Additional Information and Where to Find It

This Current Report on Form 8-K is being made in respect of the proposed transaction involving the Company and Francisco Partners. A meeting of the shareholders of the Company will be announced as promptly as practicable to seek shareholder approval in connection with the Merger. The Company intends to file relevant materials with the SEC, including preliminary and definitive proxy statements relating to the Merger. The definitive proxy statement will be mailed to the Company's shareholders. This Current Report on Form 8-K is not a substitute for the proxy statement or any other document that may be filed by the Company with the SEC.

BEFORE MAKING ANY DECISION, SHAREHOLDERS ARE URGED TO CAREFULLY READ THE PRELIMINARY AND DEFINITIVE PROXY STATEMENTS (INCLUDING ANY AMENDMENTS OR SUPPLEMENTS THERETO) AND ANY OTHER RELEVANT DOCUMENTS FILED OR TO BE FILED WITH THE SEC IN CONNECTION WITH THE PROPOSED TRANSACTION OR INCORPORATED BY REFERENCE INTO THE PROXY STATEMENT WHEN THEY BECOME AVAILABLE BECAUSE THEY WILL CONTAIN IMPORTANT INFORMATION ABOUT THE PROPOSED TRANSACTION.
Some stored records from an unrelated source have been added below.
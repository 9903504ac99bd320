// Copyright (c) 2025 Geoffrey Huntley <ghuntley@ghuntley.com>. All rights reserved.
// SPDX-License-Identifier: Proprietary

//! Campo provisioning server.
//!
//! Exposes the user provisioning workflow over HTTP with the request and
//! response shapes the Campo web and mobile clients already use.

pub mod api;
pub mod error;
pub mod routes;
pub mod version;

pub use api::{create_app_state, create_router, AppState};
pub use campo_server_config::ServerConfig;
pub use error::ApiError;
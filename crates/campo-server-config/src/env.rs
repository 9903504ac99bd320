// Copyright (c) 2025 Geoffrey Huntley <ghuntley@ghuntley.com>. All rights reserved.
// SPDX-License-Identifier: Proprietary

//! Secret loading from the environment with `*_FILE` indirection.
//!
//! `SUPABASE_SERVICE_ROLE_KEY` may be given directly or, for container
//! deployments that mount secrets as files, through
//! `SUPABASE_SERVICE_ROLE_KEY_FILE`. The file form wins when both are set.

use std::path::PathBuf;
use std::{env, fs};

use campo_common_secret::SecretString;
use thiserror::Error;

#[derive(Debug, Error)]
pub enum SecretEnvError {
	#[error("failed to read secret file at {path}: {source}")]
	Io {
		path: PathBuf,
		#[source]
		source: std::io::Error,
	},

	#[error("secret file path in {var} is empty")]
	EmptyPath { var: String },
}

/// Load `var` from `{var}_FILE` or `var`, in that order.
///
/// One trailing newline is stripped from file contents. Empty direct values
/// count as unset.
pub fn load_secret_env(var: &str) -> Result<Option<SecretString>, SecretEnvError> {
	let file_var = format!("{var}_FILE");

	if let Ok(path_str) = env::var(&file_var) {
		if path_str.is_empty() {
			return Err(SecretEnvError::EmptyPath { var: file_var });
		}
		let path = PathBuf::from(path_str);
		let content = fs::read_to_string(&path).map_err(|source| SecretEnvError::Io {
			path: path.clone(),
			source,
		})?;
		let value = content.strip_suffix('\n').unwrap_or(&content);
		return Ok(Some(SecretString::new(value.to_string())));
	}

	Ok(env::var(var)
		.ok()
		.filter(|v| !v.is_empty())
		.map(SecretString::new))
}
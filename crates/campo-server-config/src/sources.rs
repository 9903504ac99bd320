// Copyright (c) 2025 Geoffrey Huntley <ghuntley@ghuntley.com>. All rights reserved.
// SPDX-License-Identifier: Proprietary

//! Configuration sources: built-in defaults, TOML files and environment.

use std::path::PathBuf;

use tracing::{debug, trace};

use crate::error::ConfigError;
use crate::layer::ServerConfigLayer;
use crate::sections::{HttpConfigLayer, LogFormat, LoggingConfigLayer, SupabaseConfigLayer};

/// Source precedence levels (higher = overrides lower).
#[derive(Debug, Clone, Copy, PartialEq, Eq, PartialOrd, Ord)]
pub enum Precedence {
	Defaults = 10,
	ConfigFile = 20,
	Environment = 50,
}

pub trait ConfigSource: Send + Sync {
	fn name(&self) -> &'static str;
	fn precedence(&self) -> Precedence;
	fn load(&self) -> Result<ServerConfigLayer, ConfigError>;
}

pub struct DefaultsSource;

impl ConfigSource for DefaultsSource {
	fn name(&self) -> &'static str {
		"defaults"
	}

	fn precedence(&self) -> Precedence {
		Precedence::Defaults
	}

	fn load(&self) -> Result<ServerConfigLayer, ConfigError> {
		Ok(ServerConfigLayer::default())
	}
}

/// TOML file source. A missing file is not an error.
pub struct TomlSource {
	path: PathBuf,
}

impl TomlSource {
	pub fn new(path: impl Into<PathBuf>) -> Self {
		Self { path: path.into() }
	}

	pub fn system() -> Self {
		Self::new("/etc/campo/server.toml")
	}
}

impl ConfigSource for TomlSource {
	fn name(&self) -> &'static str {
		"toml-config"
	}

	fn precedence(&self) -> Precedence {
		Precedence::ConfigFile
	}

	fn load(&self) -> Result<ServerConfigLayer, ConfigError> {
		if !self.path.exists() {
			debug!(path = %self.path.display(), "config file not found, skipping");
			return Ok(ServerConfigLayer::default());
		}

		debug!(path = %self.path.display(), "loading config file");
		let content = std::fs::read_to_string(&self.path).map_err(|e| ConfigError::FileRead {
			path: self.path.clone(),
			source: e,
		})?;

		let layer: ServerConfigLayer =
			toml::from_str(&content).map_err(|e| ConfigError::TomlParse {
				path: self.path.clone(),
				source: e,
			})?;

		trace!("parsed config layer from TOML");
		Ok(layer)
	}
}

/// Environment variable source.
///
/// Server settings use `CAMPO_SERVER_*`; the Supabase project URL keeps the
/// `SUPABASE_URL` name the edge runtime injects, so the same environment
/// works in both places.
pub struct EnvSource;

impl ConfigSource for EnvSource {
	fn name(&self) -> &'static str {
		"environment"
	}

	fn precedence(&self) -> Precedence {
		Precedence::Environment
	}

	fn load(&self) -> Result<ServerConfigLayer, ConfigError> {
		Ok(ServerConfigLayer {
			http: Some(HttpConfigLayer {
				host: env_var("CAMPO_SERVER_HOST"),
				port: env_parse("CAMPO_SERVER_PORT")?,
			}),
			supabase: Some(SupabaseConfigLayer {
				url: env_var("SUPABASE_URL"),
				request_timeout_secs: env_parse("CAMPO_SERVER_SUPABASE_TIMEOUT_SECS")?,
			}),
			logging: Some(LoggingConfigLayer {
				level: env_var("CAMPO_SERVER_LOG_LEVEL"),
				format: env_var("CAMPO_SERVER_LOG_FORMAT")
					.map(|v| v.parse::<LogFormat>())
					.transpose()?,
			}),
		})
	}
}

fn env_var(name: &str) -> Option<String> {
	std::env::var(name).ok().filter(|s| !s.is_empty())
}

fn env_parse<T: std::str::FromStr>(name: &str) -> Result<Option<T>, ConfigError> {
	match env_var(name) {
		Some(v) => v.parse().map(Some).map_err(|_| ConfigError::InvalidValue {
			key: name.to_string(),
			message: format!("cannot parse '{v}'"),
		}),
		None => Ok(None),
	}
}

#[cfg(test)]
mod tests {
	use super::*;
	use std::io::Write;

	#[test]
	fn test_precedence_order() {
		assert!(Precedence::Defaults < Precedence::ConfigFile);
		assert!(Precedence::ConfigFile < Precedence::Environment);
	}

	#[test]
	fn test_missing_toml_file_is_empty_layer() {
		let layer = TomlSource::new("/nonexistent/campo.toml").load().unwrap();
		assert!(layer.http.is_none());
		assert!(layer.supabase.is_none());
	}

	#[test]
	fn test_toml_file_is_parsed() {
		let mut file = tempfile::NamedTempFile::new().unwrap();
		writeln!(file, "[http]\nhost = \"127.0.0.1\"\nport = 7000").unwrap();

		let layer = TomlSource::new(file.path()).load().unwrap();
		let http = layer.http.unwrap();
		assert_eq!(http.host.as_deref(), Some("127.0.0.1"));
		assert_eq!(http.port, Some(7000));
	}

	#[test]
	fn test_invalid_toml_reports_path() {
		let mut file = tempfile::NamedTempFile::new().unwrap();
		writeln!(file, "[http\nport = ").unwrap();

		let err = TomlSource::new(file.path()).load().unwrap_err();
		assert!(matches!(err, ConfigError::TomlParse { .. }));
	}

	#[test]
	fn test_env_parse_rejects_garbage() {
		std::env::set_var("CAMPO_TEST_ENV_PARSE_PORT", "eighty");
		let result: Result<Option<u16>, _> = env_parse("CAMPO_TEST_ENV_PARSE_PORT");
		assert!(matches!(result, Err(ConfigError::InvalidValue { .. })));
		std::env::remove_var("CAMPO_TEST_ENV_PARSE_PORT");
	}
}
Any vote in respect of resolutions to be proposed at the Company's shareholder meeting to approve the Merger or other responses in relation to the Merger should be made only on the basis of the information contained in the Company's proxy statement. You will be able to obtain a free copy of the proxy statement and other related documents (when available) filed by the Company with the SEC at the website maintained by the SEC at www.sec.gov or by accessing the Investor Relations section of the Company's website at https://ir.jamf.com.

No Offer or Solicitation

This Current Report on Form 8-K is for informational purposes only and is not intended to, and does not constitute or form part of, an offer, invitation or the solicitation of an offer or invitation to purchase, otherwise acquire, subscribe for, sell or otherwise dispose of any securities, or the solicitation of any vote or approval in any jurisdiction, pursuant to the proposed transaction or otherwise, nor shall there be any sale, issuance or transfer of securities in any jurisdiction in contravention of applicable law. No offer of securities shall be made except by means of a prospectus meeting the requirements of Section 10 of the Securities Act.

Participants in the Solicitation

The Company and its directors and executive officers and certain of its employees may be deemed to be participants in the solicitation of proxies from the Company's shareholders in connection with the proposed transaction. Information regarding the Company's directors and executive officers is set forth under the captions "Board of Directors and Corporate Governance," "Proposal 1-Election of Directors," "Executive Officers," "Compensation Discussion and Analysis," "Compensation Committee Report," "Executive Compensation," "Director Compensation," and "Security Ownership of Certain Beneficial Owners and Management" in the definitive proxy statement for the Company's 2025 Annual Meeting of Shareholders, filed with the SEC on April 29, 2025, and in the Company's Current Reports on Form 8-K filed with the SEC on April 29, 2025 and June 12, 2025. Additional information regarding ownership of the Company's securities by its directors and executive officers is included in such persons' SEC filings on Forms 3 and 4. These documents may be obtained free of charge from the SEC's website at www.sec.gov or by accessing the Investor Relations section of the Company's website at https://ir.jamf.com. Additional information regarding the interests of participants in the solicitation of proxies in connection with the proposed transaction will be included in the proxy statement that the Company expects to file in connection with the proposed transaction and other relevant materials the Company may file with the SEC.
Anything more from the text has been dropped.